▸ Exercise requirements
What follows is a listing to be transcribed exactly.
§
impl RpcClient {
    pub fn new(host: &str, security: ChannelSecurity) -> Self {
        Self {
            host: host.to_string(),
            security,
        }
    }

    fn auth_key(&self) -> &str {
        match &self.security {
            ChannelSecurity::Secure { auth_key, .. } => auth_key,
            ChannelSecurity::Insecure => "",
        }
    }

    fn url(&self) -> String {
        match self.security {
            ChannelSecurity::Secure { .. } => format!("wss://{}", self.host),
            ChannelSecurity::Insecure => format!("ws://{}", self.host),
        }
    }

    async fn connect(&self) -> Result<WsStream> {
        let url = self.url();
        debug!("connecting to {}", url);
        let connect_failed = |e: tokio_tungstenite::tungstenite::Error| RemoteError::ConnectFailed {
            host: self.host.clone(),
            reason: e.to_string(),
        };

        let (ws, _) = match &self.security {
            ChannelSecurity::Insecure => connect_async(url.as_str()).await.map_err(connect_failed)?,
            ChannelSecurity::Secure { root_cert, .. } => {
                let connector = build_tls_connector(root_cert.as_deref())?;
                connect_async_tls_with_config(url.as_str(), None, false, Some(connector))
                    .await
                    .map_err(connect_failed)?
            }
        };
        Ok(ws)
    }

    /// Open a channel and send the call envelope.
    async fn open_call(&self, envelope: &CallEnvelope) -> Result<WsStream> {
        let mut ws = self.connect().await?;
        let frame =
            serde_json::to_string(envelope).map_err(|e| RemoteError::Protocol(e.to_string()))?;
        ws.send(Message::Text(frame))
            .await
            .map_err(|_| RemoteError::ChannelClosed)?;
        Ok(ws)
    }

    /// Upload the firmware image in fixed-size chunks, then consume the
    /// server's progress stream until completion.
    pub async fn program_device(
        &self,
        image: &Path,
        cancel: &CancellationToken,
        on_line: impl FnMut(&str),
    ) -> Result<()> {
        info!("programming device from {}", image.display());
        let envelope = CallEnvelope::new(PROGRAM_DEVICE, self.auth_key());
        let mut ws = self.open_call(&envelope).await?;

        let mut file = tokio::fs::File::open(image).await?;
        let mut buf = vec![0u8; CHUNK_SIZE];
        loop {
            if cancel.is_cancelled() {
                let _ = ws.close(None).await;
                return Err(RemoteError::Cancelled.into());
            }
            let n = file.read(&mut buf).await?;
            if n == 0 {
                break;
            }
            ws.send(Message::Binary(buf[..n].to_vec()))
                .await
                .map_err(|_| RemoteError::ChannelClosed)?;
        }
        // Empty chunk marks end of upload.
        ws.send(Message::Binary(Vec::new()))
            .await
            .map_err(|_| RemoteError::ChannelClosed)?;

        consume_stream(&mut ws, cancel, on_line).await
    }

    /// Reset the target; the server streams progress lines until done.
    pub async fn reset_device(
        &self,
        cancel: &CancellationToken,
        on_line: impl FnMut(&str),
    ) -> Result<()> {
        info!("resetting device via {}", self.host);
        let envelope = CallEnvelope::new(RESET_DEVICE, self.auth_key());
        let mut ws = self.open_call(&envelope).await?;
        consume_stream(&mut ws, cancel, on_line).await
    }

    /// Stream the named log until the server closes it or the user cancels.
    pub async fn log_stream_create(
        &self,
        filename: &str,
        cancel: &CancellationToken,
        on_line: impl FnMut(&str),
    ) -> Result<()> {
        info!("opening log stream for {}", filename);
        let envelope =
            CallEnvelope::new(LOG_STREAM_CREATE, self.auth_key()).with_filename(filename);
        let mut ws = self.open_call(&envelope).await?;
        consume_stream(&mut ws, cancel, on_line).await
    }

    /// Hold the remote debug lock for the duration of `body`.
    ///
    /// The lock is acquired before `body` runs and released on every exit
    /// path, including when `body` fails.
    pub async fn debug_session<F, Fut>(&self, cancel: &CancellationToken, body: F) -> Result<()>
    where
        F: FnOnce() -> Fut,
        Fut: Future<Output = Result<()>>,
    {
        let envelope = CallEnvelope::new(START_DEBUG, self.auth_key());
        let mut ws = self.open_call(&envelope).await?;
        wait_for_ack(&mut ws, Some(cancel)).await?;
        info!("remote debug lock acquired");

        let result = body().await;

        let release = self.release_debug_lock(&mut ws).await;
        let _ = ws.close(None).await;
        match (result, release) {
            (Ok(()), release) => release,
            (Err(err), Ok(())) => Err(err),
            (Err(err), Err(release_err)) => {
                warn!("debug lock release failed: {}", release_err);
                Err(err)
            }
        }
    }

    async fn release_debug_lock(&self, ws: &mut WsStream) -> Result<()> {
        let envelope = CallEnvelope::new(STOP_DEBUG, self.auth_key());
        let frame =
            serde_json::to_string(&envelope).map_err(|e| RemoteError::Protocol(e.to_string()))?;
        ws.send(Message::Text(frame))
            .await
            .map_err(|_| RemoteError::ChannelClosed)?;
        match tokio::time::timeout(RELEASE_ACK_TIMEOUT, wait_for_ack(ws, None)).await {
            Ok(result) => result,
            Err(_) => Err(RemoteError::Protocol("release not acknowledged".to_string()).into()),
        }
    }
}

/// Consume stream events in arrival order until completion or cancellation.
async fn consume_stream(
    ws: &mut WsStream,
    cancel: &CancellationToken,
    mut on_line: impl FnMut(&str),
) -> Result<()> {
    loop {
        tokio::select! {
            _ = cancel.cancelled() => {
                debug!("cancelling active stream");
                let _ = ws.close(None).await;
                return Err(RemoteError::Cancelled.into());
            }
            msg = ws.next() => match msg {
                None | Some(Ok(Message::Close(_))) => return Ok(()),
                Some(Ok(Message::Text(text))) => {
                    let event: StreamEvent = serde_json::from_str(&text)
                        .map_err(|e| RemoteError::Protocol(e.to_string()))?;
                    if let Some(error) = event.error {
                        return Err(RemoteError::Server(error).into());
                    }
                    if let Some(line) = event.data {
                        on_line(line.trim_end());
                    }
                    if event.done {
                        return Ok(());
                    }
                }
                Some(Ok(_)) => {}
                Some(Err(e)) => return Err(RemoteError::Protocol(e.to_string()).into()),
            }
        }
    }
}

/// Wait for a `done` event acknowledging a unary call.
async fn wait_for_ack(ws: &mut WsStream, cancel: Option<&CancellationToken>) -> Result<()> {
    loop {
        let msg = match cancel {
            Some(token) => tokio::select! {
                _ = token.cancelled() => {
                    let _ = ws.close(None).await;
                    return Err(RemoteError::Cancelled.into());
                }
                msg = ws.next() => msg,
            },
            None => ws.next().await,
        };
        match msg {
            None | Some(Ok(Message::Close(_))) => {
                return Err(RemoteError::ChannelClosed.into());
            }
            Some(Ok(Message::Text(text))) => {
                let event: StreamEvent = serde_json::from_str(&text)
                    .map_err(|e| RemoteError::Protocol(e.to_string()))?;
                if let Some(error) = event.error {
                    return Err(RemoteError::Server(error).into());
                }
                if event.done {
                    return Ok(());
                }
            }
            Some(Ok(_)) => {}
            Some(Err(e)) => return Err(RemoteError::Protocol(e.to_string()).into()),
        }
    }
}

fn build_tls_connector(root_cert: Option<&Path>) -> Result<Connector> {
    let mut builder = native_tls::TlsConnector::builder();
    if let Some(path) = root_cert {
        let pem = std::fs::read(path)?;
        let cert = native_tls::Certificate::from_pem(&pem)
            .map_err(|e| RemoteError::Tls(e.to_string()))?;
        builder.add_root_certificate(cert);
    }
    let connector = builder
        .build()
        .map_err(|e| RemoteError::Tls(e.to_string()))?;
    Ok(Connector::NativeTls(connector))
}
§
▸ Worked solution
impl RpcClient {
    pub fn new(host: &str, security: ChannelSecurity) -> Self {
        Self {
            host: host.to_string(),
            security,
        }
    }

    fn auth_key(&self) -> &str {
        match &self.security {
            ChannelSecurity::Secure { auth_key, .. } => auth_key,
            ChannelSecurity::Insecure => "",
        }
    }

    fn url(&self) -> String {
        match self.security {
            ChannelSecurity::Secure { .. } => format!("wss://{}", self.host),
            ChannelSecurity::Insecure => format!("ws://{}", self.host),
        }
    }

    async fn connect(&self) -> Result<WsStream> {
        let url = self.url();
        debug!("connecting to {}", url);
        let connect_failed = |e: tokio_tungstenite::tungstenite::Error| RemoteError::ConnectFailed {
            host: self.host.clone(),
            reason: e.to_string(),
        };

        let (ws, _) = match &self.security {
            ChannelSecurity::Insecure => connect_async(url.as_str()).await.map_err(connect_failed)?,
            ChannelSecurity::Secure { root_cert, .. } => {
                let connector = build_tls_connector(root_cert.as_deref())?;
                connect_async_tls_with_config(url.as_str(), None, false, Some(connector))
                    .await
                    .map_err(connect_failed)?
            }
        };
        Ok(ws)
    }

    /// Open a channel and send the call envelope.
    async fn open_call(&self, envelope: &CallEnvelope) -> Result<WsStream> {
        let mut ws = self.connect().await?;
        let frame =
            serde_json::to_string(envelope).map_err(|e| RemoteError::Protocol(e.to_string()))?;
        ws.send(Message::Text(frame))
            .await
            .map_err(|_| RemoteError::ChannelClosed)?;
        Ok(ws)
    }

    /// Upload the firmware image in fixed-size chunks, then consume the
    /// server's progress stream until completion.
    pub async fn program_device(
        &self,
        image: &Path,
        cancel: &CancellationToken,
        on_line: impl FnMut(&str),
    ) -> Result<()> {
        info!("programming device from {}", image.display());
        let envelope = CallEnvelope::new(PROGRAM_DEVICE, self.auth_key());
        let mut ws = self.open_call(&envelope).await?;

        let mut file = tokio::fs::File::open(image).await?;
        let mut buf = vec![0u8; CHUNK_SIZE];
        loop {
            if cancel.is_cancelled() {
                let _ = ws.close(None).await;
                return Err(RemoteError::Cancelled.into());
            }
            let n = file.read(&mut buf).await?;
            if n == 0 {
                break;
            }
            ws.send(Message::Binary(buf[..n].to_vec()))
                .await
                .map_err(|_| RemoteError::ChannelClosed)?;
        }
        // Empty chunk marks end of upload.
        ws.send(Message::Binary(Vec::new()))
            .await
            .map_err(|_| RemoteError::ChannelClosed)?;

        consume_stream(&mut ws, cancel, on_line).await
    }

    /// Reset the target; the server streams progress lines until done.
    pub async fn reset_device(
        &self,
        cancel: &CancellationToken,
        on_line: impl FnMut(&str),
    ) -> Result<()> {
        info!("resetting device via {}", self.host);
        let envelope = CallEnvelope::new(RESET_DEVICE, self.auth_key());
        let mut ws = self.open_call(&envelope).await?;
        consume_stream(&mut ws, cancel, on_line).await
    }

    /// Stream the named log until the server closes it or the user cancels.
    pub async fn log_stream_create(
        &self,
        filename: &str,
        cancel: &CancellationToken,
        on_line: impl FnMut(&str),
    ) -> Result<()> {
        info!("opening log stream for {}", filename);
        let envelope =
            CallEnvelope::new(LOG_STREAM_CREATE, self.auth_key()).with_filename(filename);
        let mut ws = self.open_call(&envelope).await?;
        consume_stream(&mut ws, cancel, on_line).await
    }

    /// Hold the remote debug lock for the duration of `body`.
    ///
    /// The lock is acquired before `body` runs and released on every exit
    /// path, including when `body` fails.
    pub async fn debug_session<F, Fut>(&self, cancel: &CancellationToken, body: F) -> Result<()>
    where
        F: FnOnce() -> Fut,
        Fut: Future<Output = Result<()>>,
    {
        let envelope = CallEnvelope::new(START_DEBUG, self.auth_key());
        let mut ws = self.open_call(&envelope).await?;
        wait_for_ack(&mut ws, Some(cancel)).await?;
        info!("remote debug lock acquired");

        let result = body().await;

        let release = self.release_debug_lock(&mut ws).await;
        let _ = ws.close(None).await;
        match (result, release) {
            (Ok(()), release) => release,
            (Err(err), Ok(())) => Err(err),
            (Err(err), Err(release_err)) => {
                warn!("debug lock release failed: {}", release_err);
                Err(err)
            }
        }
    }

    async fn release_debug_lock(&self, ws: &mut WsStream) -> Result<()> {
        let envelope = CallEnvelope::new(STOP_DEBUG, self.auth_key());
        let frame =
            serde_json::to_string(&envelope).map_err(|e| RemoteError::Protocol(e.to_string()))?;
        ws.send(Message::Text(frame))
            .await
            .map_err(|_| RemoteError::ChannelClosed)?;
        match tokio::time::timeout(RELEASE_ACK_TIMEOUT, wait_for_ack(ws, None)).await {
            Ok(result) => result,
            Err(_) => Err(RemoteError::Protocol("release not acknowledged".to_string()).into()),
        }
    }
}

/// Consume stream events in arrival order until completion or cancellation.
async fn consume_stream(
    ws: &mut WsStream,
    cancel: &CancellationToken,
    mut on_line: impl FnMut(&str),
) -> Result<()> {
    loop {
        tokio::select! {
            _ = cancel.cancelled() => {
                debug!("cancelling active stream");
                let _ = ws.close(None).await;
                return Err(RemoteError::Cancelled.into());
            }
            msg = ws.next() => match msg {
                None | Some(Ok(Message::Close(_))) => return Ok(()),
                Some(Ok(Message::Text(text))) => {
                    let event: StreamEvent = serde_json::from_str(&text)
                        .map_err(|e| RemoteError::Protocol(e.to_string()))?;
                    if let Some(error) = event.error {
                        return Err(RemoteError::Server(error).into());
                    }
                    if let Some(line) = event.data {
                        on_line(line.trim_end());
                    }
                    if event.done {
                        return Ok(());
                    }
                }
                Some(Ok(_)) => {}
                Some(Err(e)) => return Err(RemoteError::Protocol(e.to_string()).into()),
            }
        }
    }
}

/// Wait for a `done` event acknowledging a unary call.
async fn wait_for_ack(ws: &mut WsStream, cancel: Option<&CancellationToken>) -> Result<()> {
    loop {
        let msg = match cancel {
            Some(token) => tokio::select! {
                _ = token.cancelled() => {
                    let _ = ws.close(None).await;
                    return Err(RemoteError::Cancelled.into());
                }
                msg = ws.next() => msg,
            },
            None => ws.next().await,
        };
        match msg {
            None | Some(Ok(Message::Close(_))) => {
                return Err(RemoteError::ChannelClosed.into());
            }
            Some(Ok(Message::Text(text))) => {
                let event: StreamEvent = serde_json::from_str(&text)
                    .map_err(|e| RemoteError::Protocol(e.to_string()))?;
                if let Some(error) = event.error {
                    return Err(RemoteError::Server(error).into());
                }
                if event.done {
                    return Ok(());
                }
            }
            Some(Ok(_)) => {}
            Some(Err(e)) => return Err(RemoteError::Protocol(e.to_string()).into()),
        }
    }
}

fn build_tls_connector(root_cert: Option<&Path>) -> Result<Connector> {
    let mut builder = native_tls::TlsConnector::builder();
    if let Some(path) = root_cert {
        let pem = std::fs::read(path)?;
        let cert = native_tls::Certificate::from_pem(&pem)
            .map_err(|e| RemoteError::Tls(e.to_string()))?;
        builder.add_root_certificate(cert);
    }
    let connector = builder
        .build()
        .map_err(|e| RemoteError::Tls(e.to_string()))?;
    Ok(Connector::NativeTls(connector))
}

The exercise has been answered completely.